LITERAIR E-MAGAZINE VOOR NEDERLANDSTALIGE POËZIE

De zuurstof van kleine uitgeverijen

22 mrt, 2020

door Hans Puper

Nu er in dag- en weekbladen steeds minder recensies verschijnen en er voornamelijk wordt gelezen wat in praatprogramma’s wordt aanbevolen, raken kleine uitgeverijen die het aandurven dichters uit te geven die afwijken van het gemiddelde nog verder uit beeld. De door de CPNB tot dwarsdenker gepromoveerde gelegenheidsessayist droeg daar het zijne aan bij.
Maar toch zijn er heel veel kleine uitgeverijen. Sommige bestaan jarenlang, andere voor de duur van enkele bundels. Meander heeft er op de adressenlijst zo’n 70 staan; dat wil zeggen dat er van die uitgeverijen minstens één recensie is verschenen. Maar er zijn er veel meer en het aanbod is heel gevarieerd. Een paar voorbeelden.

Journalisten schrijven wat mensen willen denken en schrijvers wat diezelfde mensen niet over zichzelf willen weten, aldus W.F. Hermans. Nilfisk! van de inmiddels aan longkanker overleden Karel ten Haaf is zo’n bundel. Het is een combinatie van flauwe grappen, meligheid en een harde afrekening met mensen die patiënten uit de weg gaan omdat ze niet geconfronteerd willen worden met hun eigen doodsangst. Een rauwe bundel; hij verscheen in 2018 bij uitgeverij Passage.
De lezer wil niet van zijn illusies worden beroofd, schreef Hermans elders, hij wil door een roman geshampood en geborsteld worden, er als een beter mens uitkomen. Dat geldt natuurlijk ook voor dichtbundels. Enigszins generaliserend: dat zie je terug in de huidige trends. Er zijn al veel bundels verschenen waarin de zorgen om de klimaatcrisis, de onmenselijke behandeling van de vluchtelingen en de vragen rond identiteit worden behandeld. Ik deel die zorgen en erken de vragen, maar ik ben niet uit op een bevestiging van moreel gelijk.

Een dichter als sadà\exposadà (of misschien moet ik zeggen: dichtinstantie, want hij wijst erop geen persoon te zijn) zou bij grote uitgeverijen weinig kans maken. De meeste lezers zullen zijn bundels onbegrijpelijk vinden, maar toch geeft uitgeverij crU ze keer op keer uit, simpelweg omdat de uitgever dat belangrijk vindt.
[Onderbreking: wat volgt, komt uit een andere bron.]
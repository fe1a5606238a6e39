//! Configuration types and CLI options.
//!
//! `Opt` is the clap definition of the command line. It is converted once into
//! the immutable [`Config`] that the rest of the crate reads.

use std::time::Duration;

use clap::{ArgAction, Parser, ValueEnum};

use crate::config::constants::DEFAULT_TIMEOUT_SECS;

/// Logging level for the application.
///
/// Controls the verbosity of diagnostics on standard error, from most
/// restrictive (Error) to most verbose (Trace).
#[derive(Clone, Debug, PartialEq, Eq, ValueEnum)]
pub enum LogLevel {
    /// Only error messages
    Error,
    /// Error and warning messages
    Warn,
    /// Error, warning, and informational messages
    Info,
    /// All messages except trace
    Debug,
    /// All messages including trace
    Trace,
}

impl From<LogLevel> for log::LevelFilter {
    fn from(l: LogLevel) -> Self {
        match l {
            LogLevel::Error => log::LevelFilter::Error,
            LogLevel::Warn => log::LevelFilter::Warn,
            LogLevel::Info => log::LevelFilter::Info,
            LogLevel::Debug => log::LevelFilter::Debug,
            LogLevel::Trace => log::LevelFilter::Trace,
        }
    }
}

/// Log output format.
///
/// - `Plain`: Human-readable format with colors (default)
/// - `Json`: Structured JSON format for machine parsing
#[derive(Clone, Debug, PartialEq, Eq, ValueEnum)]
pub enum LogFormat {
    /// Human-readable format with colors (default)
    Plain,
    /// Structured JSON format for machine parsing
    Json,
}

/// Exit code policy for lookup failures.
///
/// Scripts historically rely on `lookup` exiting 0 even when the lookup
/// failed, so `Never` is the default.
#[derive(Clone, Copy, Debug, PartialEq, Eq, ValueEnum)]
pub enum FailOn {
    /// Always exit 0 after a lookup, whatever happened
    Never,
    /// Exit non-zero when the lookup failed or timed out
    Error,
}

/// Command-line options.
///
/// Options are single-dash words (`-mx example.com`); see
/// [`normalize_args`](crate::config::normalize_args) for how they reach clap.
/// Help and version are handled by hand so the usage text keeps its
/// historical layout.
#[derive(Debug, Parser)]
#[command(
    name = "lookup",
    about = "Succinct DNS record lookup",
    disable_help_flag = true,
    disable_version_flag = true
)]
pub struct Opt {
    /// A record lookup. Hostname required
    #[arg(long = "a", value_name = "string")]
    pub a_record: Option<String>,

    /// CNAME record lookup. Hostname required
    #[arg(long = "cname", value_name = "string")]
    pub cname: Option<String>,

    /// MX record lookup. Domain name required
    #[arg(long = "mx", value_name = "string")]
    pub mx: Option<String>,

    /// NS record lookup. Domain name required
    #[arg(long = "ns", value_name = "string")]
    pub ns: Option<String>,

    /// PTR record lookup. IP address required {IPv4 or IPv6}
    #[arg(long = "ptr", value_name = "string")]
    pub ptr: Option<String>,

    /// Domain name required. See -p and -s
    #[arg(long = "srv", value_name = "string")]
    pub srv: Option<String>,

    /// Protocol required {tcp or udp}.  See -srv
    #[arg(long = "p", value_name = "string")]
    pub protocol: Option<String>,

    /// Service required {e.g., xmpp-server}. See -srv
    #[arg(long = "s", value_name = "string")]
    pub service: Option<String>,

    /// Domain name required
    #[arg(long = "txt", value_name = "string")]
    pub txt: Option<String>,

    /// Timeout value (seconds)
    #[arg(long = "timeout", value_name = "int", default_value_t = DEFAULT_TIMEOUT_SECS)]
    pub timeout: u64,

    /// Log level: error, warn, info, debug, trace
    #[arg(long = "log-level", value_name = "string", value_enum, default_value_t = LogLevel::Warn)]
    pub log_level: LogLevel,

    /// Log format: plain, json
    #[arg(long = "log-format", value_name = "string", value_enum, default_value_t = LogFormat::Plain)]
    pub log_format: LogFormat,

    /// Exit policy for failed lookups: never, error
    #[arg(long = "fail-on", value_name = "string", value_enum, default_value_t = FailOn::Never)]
    pub fail_on: FailOn,

    /// Show usage
    #[arg(long = "help", alias = "h", action = ArgAction::SetTrue)]
    pub help: bool,

    /// Show version
    #[arg(long = "version", action = ArgAction::SetTrue)]
    pub version: bool,

    /// Hostname or IP address; an IP address selects a PTR lookup, anything else an A lookup
    #[arg(value_name = "HOST|IP")]
    pub positional: Vec<String>,
}

/// Lookup configuration.
///
/// Built once from [`Opt`] (or by hand in tests) and only ever read
/// afterwards. Empty strings are treated the same as absent values.
///
/// # Examples
///
/// ```
/// use lookup::Config;
///
/// let config = Config {
///     mx: Some("example.com".to_string()),
///     ..Default::default()
/// };
/// assert_eq!(config.timeout().as_secs(), 3);
/// ```
#[derive(Debug, Clone, PartialEq, Eq)]
pub struct Config {
    /// First positional argument (hostname or IP address)
    pub target: Option<String>,

    /// `-a` hostname
    pub a_record: Option<String>,

    /// `-cname` hostname
    pub cname: Option<String>,

    /// `-mx` domain
    pub mx: Option<String>,

    /// `-ns` domain
    pub ns: Option<String>,

    /// `-ptr` address
    pub ptr: Option<String>,

    /// `-srv` domain
    pub srv: Option<String>,

    /// `-p` SRV protocol
    pub protocol: Option<String>,

    /// `-s` SRV service
    pub service: Option<String>,

    /// `-txt` domain
    pub txt: Option<String>,

    /// Overall lookup deadline in seconds
    pub timeout_seconds: u64,

    /// Log level
    pub log_level: LogLevel,

    /// Log format
    pub log_format: LogFormat,

    /// Exit code policy for failed lookups
    pub fail_on: FailOn,
}

impl Default for Config {
    fn default() -> Self {
        Self {
            target: None,
            a_record: None,
            cname: None,
            mx: None,
            ns: None,
            ptr: None,
            srv: None,
            protocol: None,
            service: None,
            txt: None,
            timeout_seconds: DEFAULT_TIMEOUT_SECS,
            log_level: LogLevel::Warn,
            log_format: LogFormat::Plain,
            fail_on: FailOn::Never,
        }
    }
}

impl Config {
    /// The lookup deadline as a `Duration`.
    pub fn timeout(&self) -> Duration {
        Duration::from_secs(self.timeout_seconds)
    }
}

impl From<Opt> for Config {
    fn from(opt: Opt) -> Self {
        Self {
            target: opt.positional.into_iter().next(),
            a_record: opt.a_record,
            cname: opt.cname,
            mx: opt.mx,
            ns: opt.ns,
            ptr: opt.ptr,
            srv: opt.srv,
            protocol: opt.protocol,
            service: opt.service,
            txt: opt.txt,
            timeout_seconds: opt.timeout,
            log_level: opt.log_level,
            log_format: opt.log_format,
            fail_on: opt.fail_on,
        }
    }
}

/// Returns the value when it is present and not empty.
pub(crate) fn non_empty(value: &Option<String>) -> Option<&str> {
    value.as_deref().filter(|v| !v.is_empty())
}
Een recensie van een van de meest toegankelijke bundels,  rekonstruktie/konstruktie, vindt u hier.
Frans Vogel was een buiten Rotterdam weinig bekend dichter, maar bentgenoot van Vaandrager, Sleutelaar, Armando en Verhagen en bovendien een voorbeeld voor Deelder. Daarom is hij van literair-historisch belang. Hij zou nu beduidend minder kans maken uitgegeven te worden: te scabreus, ‘van dik hout’, op zijn zachtst gezegd vrouwonvriendelijk, platte humor. Kan zijn, maar ik zou zijn poëzie niet willen missen.

White beans

(Een grapje dat mag.
– Gerrit Kouwenaar)

Hoe men ‘witte bonen’ zegt
in het Engels: krek
hoe een Friese boer zijn wijf
(op wie hij zijn boontjes
te weken legt) met 1 bijwoord
instrueert hoe ze het beste
kan gaan liggen als ie haar
een veeg wil geven.

Studio Kers heeft hem voor vergetelheid behoed. In 2017 verscheen een ruime bloemlezing van zijn werk: Van de straat – en of! Een recensie staat in een Poëzie Kort . In dezelfde ‘Kort’ staat een recensie over Voor de zwijnen van Gijs ter Haar – bekend als slammer, maar wel eentje bij wie de gedichten bij herlezing recht overeind blijven. En herlezen doe je zijn gedichten, daartoe nodigen ze je uit. Uitgeverij De Muze verzorgde zijn prachtig vormgegeven debuut.
Of neem de dichters van uitgeverij het balanseer; de meest bekende onder hen is op het ogenblik Obe Alkema, die debuteerde met zijn glossy Obelisque. En de dichters van Gaia.Chapbooks, die hun bundels ook gratis in pdf ter beschikking stellen – kijk onder de link wie dat zijn.
Kees Engelhart, die bij zijn eigen uitgeverij De Manke God in stilte werkt aan het grootste epos aller tijden. Als hij tijd van leven heeft, worden het twaalf delen van meer dan 400 pagina’s per stuk; er zijn er inmiddels vier verschenen. De recensie van de eerste band vindt u hier.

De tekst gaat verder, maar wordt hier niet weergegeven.